The study protocol was approved by the institutional review board of our institution (protocol number 2021001732). The inclusion criteria were all patients who underwent bone-conduction device placement surgery with the MED-EL BONEBRIDGE BCI602 active transcutaneous BCI (MED-EL; Medical Electronics, Innsbruck, Austria) from 2020 to 2021 at our tertiary care academic medical center and have consistent follow-up for at least 4 months postoperatively. All operations were performed with a subtemporalis muscle middle cranial fossa bone-island craniotomy technique. Informed consent was obtained either from patients or from their parents/guardians for those younger than 18 years. There were two cohorts of patients, those with CMHL and those with SSD. Inclusion criteria for the CMHL cohort consisted of patients with a CMHL, who were unable to fit or tolerate a conventional hearing aid, and had a maximum bone-conduction threshold on the affected side of 45 dB hearing level (HL) between 500 and 3000 Hz. Inclusion criteria for the SSD cohort consisted of patients with ipsilateral profound unilateral sensorineural hearing loss with a contralateral maximum air-conduction threshold meeting the Food and Drug Administration–approved criteria for the use of the transcutaneous BCI for SSD, which is approved for the maximum air-conduction threshold in the best hearing ear to be as poor as 60 dB HL.

A comprehensive preoperative audiogram was performed on all patients measuring air and bone thresholds across the frequency spectrum of 250 to 8000 Hz. At approximately 3 months postoperatively, bone-conduction thresholds were measured with the active device across the frequency spectrum. The four-frequency pure-tone average (PTA) was calculated as the average threshold at 0.5, 1-, 2, and 3 kHz. In a few cases the 3-kHz threshold was missing, a 3-kHz threshold was interpolated by averaging the thresholds at 2 and 4 kHz (23). The need for lifts intraoperatively as well as any intraoperative and postoperative complications were recorded. Adult patients completed the Speech, Spatial, and Qualities of Hearing Scale (SSQ) questionnaire preoperatively and postoperatively (24). Summary statistics for the study population were expressed in means and ranges. Functional gain was calculated as the difference in PTA of preoperative air-conduction thresholds and postoperative hearing thresholds with the device in place on the operated ear. Speech discrimination was tested via different methods depending on the patient's age, most commonly via NU-6 word lists at a fixed sensation level based on speech reception threshold (n = 14). Student t test was used to complete the statistical comparisons. Statistical analysis was performed using SPSS Statistics (IBM Corporation, Armonk, NY).
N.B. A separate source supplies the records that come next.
//! PowerShell execution engine for Hyper-V cmdlets.
//!
//! Wraps `tokio::process::Command` to invoke Windows PowerShell with a
//! restricted, non-interactive profile. Scripts travel as `-EncodedCommand`
//! so no shell quoting applies to the command line itself; the only quoting
//! that matters is PowerShell's single-quoted string literal, handled by
//! [`PsScripts::quote`]. Failure classification happens here and nowhere
//! else.

use crate::error::{HyperVError, HyperVResult};
use crate::rows::{parse_rows, RowView};
use crate::types::HyperVConfig;
use async_trait::async_trait;
use base64::Engine;
use log::{debug, trace};
use std::process::Stdio;
use std::time::Duration;
use tokio::io::{AsyncBufReadExt, AsyncReadExt, BufReader};
use tokio::process::{Child, Command};
use tokio_util::sync::CancellationToken;

/// Time a child gets to exit after a graceful termination request.
const TERMINATE_GRACE: Duration = Duration::from_secs(2);

/// Result of a PowerShell invocation.
#[derive(Debug, Clone, Default, PartialEq, Eq)]
pub struct PsOutput {
    pub stdout: String,
    pub stderr: String,
    pub exit_code: i32,
}

impl PsOutput {
    pub fn ok(stdout: impl Into<String>) -> Self {
        Self {
            stdout: stdout.into(),
            stderr: String::new(),
            exit_code: 0,
        }
    }

    pub fn failed(exit_code: i32, stderr: impl Into<String>) -> Self {
        Self {
            stdout: String::new(),
            stderr: stderr.into(),
            exit_code,
        }
    }

    /// Whether the command completed successfully (exit 0).
    pub fn success(&self) -> bool {
        self.exit_code == 0
    }

    /// The most useful diagnostic text: stderr, else stdout, else the code.
    pub fn diagnostic(&self) -> String {
        let stderr = self.stderr.trim();
        if !stderr.is_empty() {
            return stderr.to_string();
        }
        let stdout = self.stdout.trim();
        if !stdout.is_empty() {
            return stdout.to_string();
        }
        format!("PowerShell exited with code {}", self.exit_code)
    }
}

// ─── Classification ──────────────────────────────────────────────────

/// Lower-case phrases that identify an authorization failure.
const PERMISSION_PHRASES: &[&str] = &[
    "access is denied",
    "access denied",
    "unauthorizedaccess",
    "authorization policy",
    "required permission",
    "not authorized",
    "hyper-v administrators",
    "virtualizationauthorization",
    "zugriff verweigert",
];

/// Turn a non-zero exit into a typed error.
pub fn classify_failure(output: &PsOutput) -> HyperVError {
    let diagnostic = output.diagnostic();
    let haystack = format!("{}\n{}", output.stderr, output.stdout).to_lowercase();

    if PERMISSION_PHRASES.iter().any(|p| haystack.contains(p)) {
        return HyperVError::permission_denied(diagnostic);
    }
    if haystack.contains("is not recognized as") && haystack.contains("-vm") {
        let mut err = HyperVError::module_not_available();
        err.details = Some(diagnostic);
        return err;
    }
    HyperVError::command_failed(diagnostic)
}

/// Pass successful output through, classify anything else.
pub fn ensure_success(output: PsOutput) -> HyperVResult<PsOutput> {
    if output.success() {
        Ok(output)
    } else {
        Err(classify_failure(&output))
    }
}

// ─── Runner seam ─────────────────────────────────────────────────────

/// Receives every stdout line of a streaming run; returns `true` when the
/// line was consumed (it is then left out of the accumulated stdout).
pub type LineSink<'a> = dyn FnMut(&str) -> bool + Send + 'a;

/// Something that can run a PowerShell script out-of-process.
///
/// [`PsExecutor`] is the production implementation; tests substitute a
/// scripted fake. Only `run` is required.
#[async_trait]
pub trait PsRunner: Send + Sync {
    /// Run a script and return its raw output, whatever the exit code.
    async fn run(&self, script: &str, cancel: &CancellationToken) -> HyperVResult<PsOutput>;

    /// Run a script, offering each stdout line to `on_line` as it arrives.
    async fn run_streaming(
        &self,
        script: &str,
        cancel: &CancellationToken,
        on_line: &mut LineSink<'_>,
    ) -> HyperVResult<PsOutput> {
        let mut output = self.run(script, cancel).await?;
        let mut kept = String::new();
        for line in output.stdout.lines() {
            if !on_line(line) {
                kept.push_str(line);
                kept.push('\n');
            }
        }
        output.stdout = kept;
        Ok(output)
    }

    /// Run and assert success, classifying failures.
    async fn run_ok(&self, script: &str, cancel: &CancellationToken) -> HyperVResult<PsOutput> {
        ensure_success(self.run(script, cancel).await?)
    }

    /// Run and decode the JSON output into rows.
    async fn run_rows(
        &self,
        script: &str,
        cancel: &CancellationToken,
    ) -> HyperVResult<Vec<RowView>> {
        let output = self.run_ok(script, cancel).await?;
        parse_rows(&output.stdout)
    }

    /// Run a script that produces no output; just assert success.
    async fn run_void(&self, script: &str, cancel: &CancellationToken) -> HyperVResult<()> {
        self.run_ok(script, cancel).await?;
        Ok(())
    }

    /// Check whether the Hyper-V module is available.
    async fn check_module(&self, cancel: &CancellationToken) -> HyperVResult<bool> {
        let rows = self
            .run_rows(
                "@(Get-Module -ListAvailable -Name Hyper-V | Select-Object -First 1 Name) | ConvertTo-Json -Compress",
                cancel,
            )
            .await?;
        Ok(rows.iter().any(|r| !r.string("Name").is_empty()))
    }
}

// ─── Executor ────────────────────────────────────────────────────────

/// PowerShell executor for Hyper-V management.
#[derive(Debug, Clone)]
pub struct PsExecutor {
    config: HyperVConfig,
}

impl PsExecutor {
    /// Create a new executor from configuration.
    pub fn new(config: &HyperVConfig) -> Self {
        Self {
            config: config.clone(),
        }
    }

    pub fn config(&self) -> &HyperVConfig {
        &self.config
    }

    /// Prepend the UTF-8 / error-handling preamble to a script body.
    fn wrap_script(body: &str) -> String {
        format!(
            "$ErrorActionPreference = 'Stop'; $ProgressPreference = 'SilentlyContinue'; \
             [Console]::OutputEncoding = [System.Text.Encoding]::UTF8; \
             [Console]::InputEncoding = [System.Text.Encoding]::UTF8; \
             $OutputEncoding = [System.Text.Encoding]::UTF8; {}",
            body
        )
    }

    fn build_command(&self, script: &str) -> Command {
        let full_script = Self::wrap_script(script);
        debug!(
            "HyperV PS exec ({} chars): {}",
            full_script.len(),
            truncate(script, 200)
        );
        let encoded = encode_command(&full_script);
        let mut cmd = Command::new(&self.config.powershell_path);
        cmd.args([
            "-NoLogo",
            "-NoProfile",
            "-NonInteractive",
            "-ExecutionPolicy",
            "Bypass",
            "-OutputFormat",
            "Text",
            "-EncodedCommand",
            encoded.as_str(),
        ])
        .stdin(Stdio::null())
        .stdout(Stdio::piped())
        .stderr(Stdio::piped())
        .kill_on_drop(true);
        #[cfg(windows)]
        cmd.creation_flags(0x0800_0000); // CREATE_NO_WINDOW
        cmd
    }

    async fn execute(
        &self,
        script: &str,
        cancel: &CancellationToken,
        sink: Option<&mut LineSink<'_>>,
    ) -> HyperVResult<PsOutput> {
        if cancel.is_cancelled() {
            return Err(HyperVError::cancelled());
        }

        let mut child = self.build_command(script).spawn().map_err(|e| {
            HyperVError::process("Failed to spawn PowerShell process", e.to_string())
        })?;
        let pid = child.id();

        let outcome = tokio::select! {
            res = collect_output(&mut child, sink) => Some(res),
            _ = cancel.cancelled() => None,
        };

        match outcome {
            Some(Ok(output)) => {
                trace!(
                    "PS stdout ({} bytes): {}",
                    output.stdout.len(),
                    truncate(&output.stdout, 300)
                );
                if !output.stderr.trim().is_empty() {
                    debug!(
                        "PS stderr (exit {}): {}",
                        output.exit_code,
                        truncate(&output.stderr, 500)
                    );
                }
                Ok(output)
            }
            Some(Err(e)) => Err(HyperVError::process(
                "PowerShell process failed",
                e.to_string(),
            )),
            None => {
                debug!("Cancellation requested, terminating PowerShell (pid {:?})", pid);
                terminate_process_tree(&mut child, pid).await;
                Err(HyperVError::cancelled())
            }
        }
    }
}

#[async_trait]
impl PsRunner for PsExecutor {
    async fn run(&self, script: &str, cancel: &CancellationToken) -> HyperVResult<PsOutput> {
        self.execute(script, cancel, None).await
    }

    async fn run_streaming(
        &self,
        script: &str,
        cancel: &CancellationToken,
        on_line: &mut LineSink<'_>,
    ) -> HyperVResult<PsOutput> {
        self.execute(script, cancel, Some(on_line)).await
    }
}

/// `-EncodedCommand` expects base64 over UTF-16LE.
fn encode_command(script: &str) -> String {
    let bytes: Vec<u8> = script.encode_utf16().flat_map(|u| u.to_le_bytes()).collect();
    base64::engine::general_purpose::STANDARD.encode(bytes)
}

async fn collect_output(
    child: &mut Child,
    mut sink: Option<&mut LineSink<'_>>,
) -> std::io::Result<PsOutput> {
    let stdout = child.stdout.take();
    let stderr = child.stderr.take();

    let read_stdout = async {
        let mut kept = String::new();
        if let Some(out) = stdout {
            let mut reader = BufReader::new(out);
            let mut buf = Vec::new();
            loop {
                buf.clear();
                if reader.read_until(b'\n', &mut buf).await? == 0 {
                    break;
                }
                let line = String::from_utf8_lossy(&buf);
                let line = line.trim_end_matches(['\r', '\n']);
                let consumed = match sink.as_mut() {
                    Some(on_line) => (*on_line)(line),
                    None => false,
                };
                if !consumed {
                    kept.push_str(line);
                    kept.push('\n');
                }
            }
        }
        Ok::<_, std::io::Error>(kept)
    };

    let read_stderr = async {
        let mut bytes = Vec::new();
        if let Some(mut err) = stderr {
            err.read_to_end(&mut bytes).await?;
        }
        Ok::<_, std::io::Error>(String::from_utf8_lossy(&bytes).into_owned())
    };

    let (stdout, stderr) = tokio::try_join!(read_stdout, read_stderr)?;
    let status = child.wait().await?;

    Ok(PsOutput {
        stdout,
        stderr,
        exit_code: status.code().unwrap_or(-1),
    })
}

/// Ask the process tree to exit, then force it.
async fn terminate_process_tree(child: &mut Child, pid: Option<u32>) {
    #[cfg(windows)]
    if let Some(pid) = pid {
        run_taskkill(pid, false).await;
        if tokio::time::timeout(TERMINATE_GRACE, child.wait()).await.is_ok() {
            return;
        }
        run_taskkill(pid, true).await;
    }
    #[cfg(not(windows))]
    let _ = pid;

    if let Err(e) = child.start_kill() {
        debug!("start_kill after cancellation: {}", e);
    }
    let _ = tokio::time::timeout(TERMINATE_GRACE, child.wait()).await;
}

#[cfg(windows)]
async fn run_taskkill(pid: u32, force: bool) {
    let pid = pid.to_string();
    let mut args = vec!["/PID", pid.as_str(), "/T"];
    if force {
        args.push("/F");
    }
    let result = Command::new("taskkill")
        .args(&args)
        .stdout(Stdio::null())
        .stderr(Stdio::null())
        .creation_flags(0x0800_0000)
        .status()
        .await;
    if let Err(e) = result {
        debug!("taskkill {:?} failed: {}", args, e);
    }
}

fn truncate(s: &str, max_chars: usize) -> String {
    s.chars().take(max_chars).collect()
}

// ─── Script Builders ─────────────────────────────────────────────────

/// Utility functions that build common PowerShell script fragments.
///
/// Every value interpolated into a script goes through [`PsScripts::quote`].
pub struct PsScripts;

impl PsScripts {
    /// Escape a string value for embedding inside single-quoted PS strings.
    pub fn escape(s: &str) -> String {
        s.replace('\'', "''")
    }

    /// Escape and wrap in single quotes.
    pub fn quote(s: &str) -> String {
        format!("'{}'", Self::escape(s))
    }

    /// Build a ConvertTo-Json suffix with appropriate depth.
    pub fn to_json(depth: u32) -> String {
        format!("| ConvertTo-Json -Depth {} -Compress", depth)
    }

    /// Wrap value in @() to ensure array output from PS.
    pub fn ensure_array(expr: &str) -> String {
        format!("@({})", expr)
    }
}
Subtemporalis Muscle Middle Cranial Fossa Bone-Island Craniotomy Surgical Technique

A lazy “S” incision was designed and created just posterior to the postauricular crease. The incision contoured the crease and then turned posteriorly at its superior apex where it extended about 4 cm superior to the auricle (Fig. 1A). Dissection was carried down to the level of the temporalis muscle, and a pericranium-temporalis flap was raised to expose the cortex over the planned site of the device implantation. Sizing templates provided by the manufacturer were used to outline the location, and that there was adequate exposure of the cortical bone. A subperiosteal pocket was developed for the internal receiver-stimulator portion of the device, and the outline of the FMT location was marked (Fig. 1B). A high-speed drill, using a 3-mm cutting bur followed by a 4-mm extra coarse diamond bur, was used to perform a circular craniotomy with the edges of craniotomy lowered to the level of the dura. The thickness of the bone island was reduced to limit the degree of dural compression necessary to fully inset the FMT without needing lifts. The dura was not deliberately exposed in the center, creating a mobile “island” of bone with dura exposed at the edges (Fig. 1C). The craniotomy was sized so that the FMT can sit in the defect on the mobile island of bone, whereas the wings of the FMT and the fixation holes were seated at the craniotomy edges in intact bone (Fig. 1D). The mobile bone island was gently depressed allowing the FMT to sit at whatever depth is needed for direct contact of the fixation wings and holes with the undrilled bone at the edge of the craniotomy defect. The active transcutaneous bone-conduction device was secured with the self-drilling fixation screws provided by the manufacturer, and the wound was closed in layers (Fig. 1, E and F). The temporalis muscle was closed as a separate layer over the FMT (Fig. 1E). A Glasscock dressing (Grace Medical, Memphis, TN) was placed after wound closure and removed on postoperative day 1. The device was activated after the wound healed and edema resolved, which was typically 3 weeks.

FIG. 1:
Surgical steps for the subtemporalis muscle middle cranial fossa bone-island craniotomy technique for the implantation of the transcutaneous bone-conduction device. A, Lazy “S” postauricular incision extending approximately 4 cm above auricle, shown relative to this left ear. B, Planned location of the floating mass transducer after completion of soft tissue dissection. C, Bone-island craniotomy with exposure of the dura at the edges of the craniotomy. D, Device is placed, and the floating mass transducer is secured with the self-drilling screws provided with the active transcutaneous bone-conduction implant. E, Temporalis muscle closed primarily over the floating mass transducer and previous to closing the scalp and postauricular incision. F, Galeal and subcutaneous tissue closure followed by skin closure.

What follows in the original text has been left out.